Nascido em uma família cristã por
volta dos anos 70,
na Ásia Menor (atual Turquia),
Policarpo dizia ser discípulo do Apóstolo João. Em sua juventude costumava se
sentar aos pés do Apóstolo do amor. Também teve a oportunidade de
conhecer Irineu, o mais importante erudito cristão do
final do segundo século. Inácio de Antioquia, em seu trajeto para o
martírio romano em 116, escreveu cartas para Policarpo e para a igreja de
Esmirna.
Nos dias do Papa Aniceto,
Policarpo visitou Roma, a fim de representar as igrejas da Ásia Menor que
observavam a Páscoa no dia 14 do mês de Nisan. Apesar de não chegar a
um acordo com o papa sobre este assunto, ambos mantiveram uma amizade. Ainda
estando em Roma, Policarpo conheceu alguns hereges da seita dos Valentianos (inclusive Valentim),
e encontrou-se com Marcião, o qual Policarpo denominava de “primogênito de
Satanás”
Epístola de Policarpo aos Filipenses
Apesar de escrever várias cartas, a
única preservada até a data, foi a endereçada aos Filipenses no ano 110.

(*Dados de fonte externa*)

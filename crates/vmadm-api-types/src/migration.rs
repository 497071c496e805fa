// This Source Code Form is subject to the terms of the Mozilla Public
// License, v. 2.0. If a copy of the MPL was not distributed with this
// file, You can obtain one at https://mozilla.org/MPL/2.0/.

use schemars::JsonSchema;
use serde::{Deserialize, Serialize};
use serde_json::Value;
use uuid::Uuid;

use crate::record::VmState;

/// The phase a send/receive migration is in.
///
/// Phases only ever move forward; `Done` and `Failed` are terminal.
#[derive(
    Clone,
    Copy,
    Debug,
    Deserialize,
    PartialEq,
    Eq,
    PartialOrd,
    Ord,
    Serialize,
    JsonSchema,
    strum::Display,
)]
#[serde(rename_all = "snake_case")]
#[strum(serialize_all = "snake_case")]
pub enum MigrationState {
    Idle,
    Exporting,
    Transferred,
    Importing,
    Settling,
    Done,
    Failed,
}

impl MigrationState {
    pub fn is_terminal(self) -> bool {
        matches!(self, MigrationState::Done | MigrationState::Failed)
    }
}

/// The status of a migration as published to observers.
#[derive(Clone, Debug, Deserialize, Serialize, JsonSchema, PartialEq, Eq)]
pub struct MigrationStatus {
    /// The ID of this migration attempt.
    pub id: Uuid,
    /// The VM being migrated.
    pub vm: Uuid,
    /// The current phase the migration is in.
    pub state: MigrationState,
    /// Incremented on every published change.
    pub gen: u64,
}

/// A field whose value differs between the record a migration started from
/// and the record it produced.
#[derive(Clone, Debug, Deserialize, Serialize, JsonSchema, PartialEq, Eq)]
#[serde(tag = "kind", rename_all = "snake_case")]
pub enum FieldMismatch {
    /// Present before the migration but absent afterwards.
    Missing { field: String },
    /// Absent before the migration but present afterwards.
    Extra { field: String },
    /// Present on both sides with different values.
    Differs { field: String, before: Value, after: Value },
}

impl FieldMismatch {
    pub fn field(&self) -> &str {
        match self {
            FieldMismatch::Missing { field }
            | FieldMismatch::Extra { field }
            | FieldMismatch::Differs { field, .. } => field,
        }
    }
}

/// The outcome of a completed migration.
///
/// Mismatches are warnings: the destination VM exists and is usable even
/// when it is not field-for-field identical to the source.
#[derive(Clone, Debug, Deserialize, Serialize, JsonSchema, PartialEq, Eq)]
pub struct MigrationResult {
    pub id: Uuid,
    pub vm: Uuid,
    /// The settled state the destination VM reached.
    pub final_state: VmState,
    /// Every phase the migration passed through, in order.
    pub phases: Vec<MigrationState>,
    pub mismatches: Vec<FieldMismatch>,
}

impl MigrationResult {
    pub fn is_equivalent(&self) -> bool {
        self.mismatches.is_empty()
    }
}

O martírio de Policarpo é descrito
um ano depois de sua morte, em uma carta enviada pela Igreja de Esmirna à Igreja de Filomélio. Este
registro é o mais antigo martirológio cristão existente. Diz a história que
o procônsul romano, Antonino Pio,
e as autoridades civis tentaram persuadi-lo a abandonar sua fé em sua avançada
idade, a fim de alcançar sua liberdade. Ele, entretanto, respondeu com
autoridade: “Eu tenho servido Cristo por 86 anos e ele nunca me fez nada de
mal. Como posso blasfemar contra meu Rei que me salvou? Eu sou um crente”!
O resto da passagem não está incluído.